Creamy Ambrosia Salad (No Marshmallows!)

This creamy, dreamy Ambrosia Salad is a refreshing, fruit-packed dessert made without mini marshmallows. It’s light, nostalgic, and perfect for make-ahead entertaining.
Prep Time 15 minutes
Servings 8

Ingredients  

  • 1 cup heavy whipping cream
  • 1 tbsp powdered sugar
  • 1 tsp almond extract
  • 1/2 cup sour cream
  • 1 (20 oz) can crushed pineapple (in juice, not syrup) drained
  • 1 (15 oz) can mandarin oranges (in water, no sugar added) drained
  • 1 cup sweetened shredded coconut
  • 1 (10 oz) jar  maraschino cherries drained
  • 3/4 cup pecans toasted*

Method 

  • In a stand mixer or using a hand mixer, beat the heavy whipping cream, powdered sugar, and almond extract until stiff peaks form.
  • Gently fold it into the whipped cream until fully combined.
  • Add drained pineapple, mandarin oranges, shredded coconut, halved maraschino cherries (stems removed), and toasted pecans. Carefully fold everything together until evenly coated.
  • Spoon the mixture into a serving bowl, cover with plastic wrap, and refrigerate for at least 1 hour.
  • Right before serving, top with a few extra cherries or a sprinkle of coconut.
Start Cooking

Notes

*How to Toast Pecans

Toasting pecans brings out their warm, nutty flavor and gives them an irresistible crunch.
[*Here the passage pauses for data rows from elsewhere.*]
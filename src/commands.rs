//! Shell commands that drive a [`Vfs`] directly, without a kernel mount.

use std::time::{SystemTime, UNIX_EPOCH};

use anyhow::{Context, Result};
use camino::{Utf8Path, Utf8PathBuf};
use clap::{Args, Subcommand};
use path_absolutize::Absolutize;
use tokio::io::{AsyncWrite, AsyncWriteExt};
use tracing::{Level, event};

use crate::vfs::{Error, FileKind, Metadata, OpenFlags, Vfs};

const READ_CHUNK: usize = 64 * 1024;

/// Runs commands against a filesystem, printing their output to `out`.
pub struct Shell<'a, W> {
    vfs: &'a dyn Vfs,
    out: W,
    mountpoint: Option<Utf8PathBuf>,
}

impl<'a, W: AsyncWrite + Unpin> Shell<'a, W> {
    pub fn new(vfs: &'a dyn Vfs, out: W) -> Self {
        Shell {
            vfs,
            out,
            mountpoint: None,
        }
    }

    /// Accept host paths under `mountpoint` wherever a virtual path is.
    #[must_use]
    pub fn with_mountpoint(mut self, mountpoint: Option<Utf8PathBuf>) -> Self {
        self.mountpoint = mountpoint;
        self
    }

    pub fn into_inner(self) -> W {
        self.out
    }

    /// Maps a command argument onto a virtual path.
    ///
    /// Host paths under the mountpoint, relative ones included, are rebased
    /// onto `/`. Anything else must already be an absolute virtual path.
    pub fn virtual_path(&self, arg: &str) -> Result<Utf8PathBuf, Error> {
        let path = Utf8Path::new(arg);

        if let Some(mountpoint) = &self.mountpoint {
            let host = path
                .as_std_path()
                .absolutize()
                .map_err(|_| Error::InvalidPath(arg.to_owned()))?;
            if let Ok(rest) = host.strip_prefix(mountpoint) {
                let rest = Utf8Path::from_path(rest).ok_or_else(|| Error::InvalidPath(arg.to_owned()))?;
                return Ok(Utf8Path::new("/").join(rest));
            }
        }

        if path.is_absolute() {
            Ok(path.to_owned())
        } else {
            Err(Error::InvalidPath(arg.to_owned()))
        }
    }

    async fn read_file(&self, path: &Utf8Path) -> Result<Vec<u8>, Error> {
        let handle = self.vfs.open(path, OpenFlags::READ).await?;

        let mut content = Vec::new();
        let result = async {
            while let Some(chunk) = self.vfs.read(&handle, content.len(), READ_CHUNK).await? {
                if chunk.is_empty() {
                    break;
                }
                content.extend(chunk);
            }
            Ok::<_, Error>(())
        }
        .await;
        self.vfs.close(handle).await?;

        result.map(|()| content)
    }

    async fn write_file(&self, path: &Utf8Path, content: &[u8]) -> Result<(), Error> {
        let handle = self
            .vfs
            .open(path, OpenFlags::WRITE | OpenFlags::CREATE | OpenFlags::EXCLUDE)
            .await?;

        let written = self.vfs.write(&handle, 0, content).await;
        let closed = self.vfs.close(handle).await;

        written.and(closed)
    }

    /// The destination of a copy: `dst` itself, or `dst/<file name>` when
    /// `dst` is a directory.
    async fn destination(&self, dst: &Utf8Path, file_name: Option<&str>) -> Result<Utf8PathBuf> {
        match self.vfs.stat(dst).await {
            Ok(metadata) if metadata.is_dir() => {
                let file_name = file_name.with_context(|| format!("no file name to copy into {dst}"))?;
                Ok(dst.join(file_name))
            }
            _ => Ok(dst.to_owned()),
        }
    }

    async fn println(&mut self, line: impl AsRef<str>) -> Result<()> {
        self.out.write_all(line.as_ref().as_bytes()).await?;
        self.out.write_all(b"\n").await?;
        Ok(())
    }

    async fn ls(&mut self, path: &Utf8Path, long: bool) -> Result<()> {
        let metadata = self.vfs.stat(path).await?;
        let is_dir = metadata.is_dir();
        let entries = if is_dir {
            self.vfs.read_dir(path).await?
        } else {
            vec![(path.file_name().unwrap_or(path.as_str()).to_owned(), metadata)]
        };

        for (name, metadata) in entries {
            if !long {
                self.println(name).await?;
                continue;
            }

            let mut line = format!("{} {name}", long_format(&metadata));
            if metadata.kind == FileKind::Symlink {
                let link = if is_dir { path.join(&name) } else { path.to_owned() };
                if let Ok(target) = self.vfs.readlink(&link).await {
                    line.push_str(&format!(" -> {target}"));
                }
            }
            self.println(line).await?;
        }

        Ok(())
    }

    async fn stat(&mut self, path: &Utf8Path) -> Result<()> {
        let metadata = self.vfs.stat(path).await?;

        self.println(format!("  File: {path}")).await?;
        self.println(format!(
            "  Size: {}\tType: {}",
            metadata.size.map_or_else(|| "unknown".to_owned(), |size| size.to_string()),
            match metadata.kind {
                FileKind::Directory => "directory",
                FileKind::File => "regular file",
                FileKind::Symlink => "symbolic link",
            }
        ))
        .await?;
        self.println(format!("  Mode: {:o}", metadata.mode())).await?;
        self.println(format!("Modify: {}", timestamp(metadata.mtime))).await?;
        self.println(format!("Change: {}", timestamp(metadata.ctime))).await?;

        Ok(())
    }

    async fn cat(&mut self, path: &Utf8Path) -> Result<()> {
        let content = self.read_file(path).await?;
        self.out.write_all(&content).await?;
        self.out.flush().await?;

        Ok(())
    }

    async fn cp(&mut self, src: &Utf8Path, dst: &Utf8Path) -> Result<()> {
        let content = self.read_file(src).await?;
        let dst = self.destination(dst, src.file_name()).await?;

        self.write_file(&dst, &content).await?;
        event!(Level::INFO, %src, %dst, size = content.len(), "copied emoji");

        Ok(())
    }

    async fn put(&mut self, host_file: &Utf8Path, dst: &Utf8Path) -> Result<()> {
        let content = tokio::fs::read(host_file)
            .await
            .with_context(|| format!("failed to read {host_file}"))?;
        let dst = self.destination(dst, host_file.file_name()).await?;

        self.write_file(&dst, &content).await?;
        event!(Level::INFO, %host_file, %dst, size = content.len(), "uploaded emoji");

        Ok(())
    }

    async fn xattr(&mut self, path: &Utf8Path) -> Result<()> {
        for name in self.vfs.list_xattr(path).await? {
            let value = self.vfs.get_xattr(path, &name).await?;
            self.println(format!("{name}: {}", String::from_utf8_lossy(&value)))
                .await?;
        }

        Ok(())
    }
}

fn long_format(metadata: &Metadata) -> String {
    let kind = match metadata.kind {
        FileKind::Directory => 'd',
        FileKind::File => '-',
        FileKind::Symlink => 'l',
    };
    let permissions: String = (0..9)
        .rev()
        .map(|bit| {
            if metadata.permissions & (1 << bit) == 0 {
                '-'
            } else {
                ['x', 'w', 'r'][bit % 3]
            }
        })
        .collect();
    let size = metadata
        .size
        .map_or_else(|| "?".to_owned(), |size| size.to_string());

    format!("{kind}{permissions} {size:>8}")
}

fn timestamp(time: Option<SystemTime>) -> String {
    time.and_then(|time| time.duration_since(UNIX_EPOCH).ok())
        .map_or_else(|| "unknown".to_owned(), |since| since.as_secs().to_string())
}

#[derive(Args, Debug)]
pub struct Ls {
    /// Show kind, permissions and size
    #[arg(short, long)]
    long: bool,

    #[arg(default_value = "/")]
    path: String,
}

#[derive(Args, Debug)]
pub struct PathArg {
    path: String,
}

#[derive(Args, Debug)]
pub struct Copy {
    src: String,
    dst: String,
}

#[derive(Args, Debug)]
pub struct Remove {
    #[arg(value_name = "PATH", required = true)]
    paths: Vec<String>,
}

#[derive(Args, Debug)]
pub struct Link {
    /// The emoji the alias points at, relative to the link's store
    target: String,
    link: String,
}

#[derive(Subcommand, Debug)]
pub enum Command {
    /// List a directory
    Ls(Ls),
    /// Show an entry's metadata
    Stat(PathArg),
    /// Write an emoji's image to stdout
    Cat(PathArg),
    /// Copy an emoji, possibly into another store
    Cp(Copy),
    /// Upload an image file from the host
    Put(Copy),
    /// Delete emoji
    Rm(Remove),
    /// Create an alias
    Ln(Link),
    /// Show an entry's extended attributes
    Xattr(PathArg),
}

impl Command {
    pub async fn run<W: AsyncWrite + Unpin>(&self, shell: &mut Shell<'_, W>) -> Result<()> {
        match self {
            Command::Ls(Ls { long, path }) => {
                let path = shell.virtual_path(path)?;
                shell.ls(&path, *long).await
            }
            Command::Stat(PathArg { path }) => {
                let path = shell.virtual_path(path)?;
                shell.stat(&path).await
            }
            Command::Cat(PathArg { path }) => {
                let path = shell.virtual_path(path)?;
                shell.cat(&path).await
            }
            Command::Cp(Copy { src, dst }) => {
                let src = shell.virtual_path(src)?;
                let dst = shell.virtual_path(dst)?;
                shell.cp(&src, &dst).await
            }
            Command::Put(Copy { src, dst }) => {
                let dst = shell.virtual_path(dst)?;
                shell.put(Utf8Path::new(src), &dst).await
            }
            Command::Rm(Remove { paths }) => {
                for path in paths {
                    let path = shell.virtual_path(path)?;
                    shell
                        .vfs
                        .remove_file(&path)
                        .await
                        .with_context(|| format!("failed to remove {path}"))?;
                }
                Ok(())
            }
            Command::Ln(Link { target, link }) => {
                let link = shell.virtual_path(link)?;
                shell.vfs.symlink(&link, Utf8Path::new(target)).await?;
                Ok(())
            }
            Command::Xattr(PathArg { path }) => {
                let path = shell.virtual_path(path)?;
                shell.xattr(&path).await
            }
        }
    }
}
Here's how to do it:
  1. Preheat your oven to 350°F (175°C).
  2. Spread pecans in a single layer on a baking sheet.
  3. Bake for 6–8 minutes, stirring once halfway through.
  4. Let cool before using—they’ll crisp up more as they cool.
Tip: Keep a close eye on them—nuts can go from toasty to burnt fast!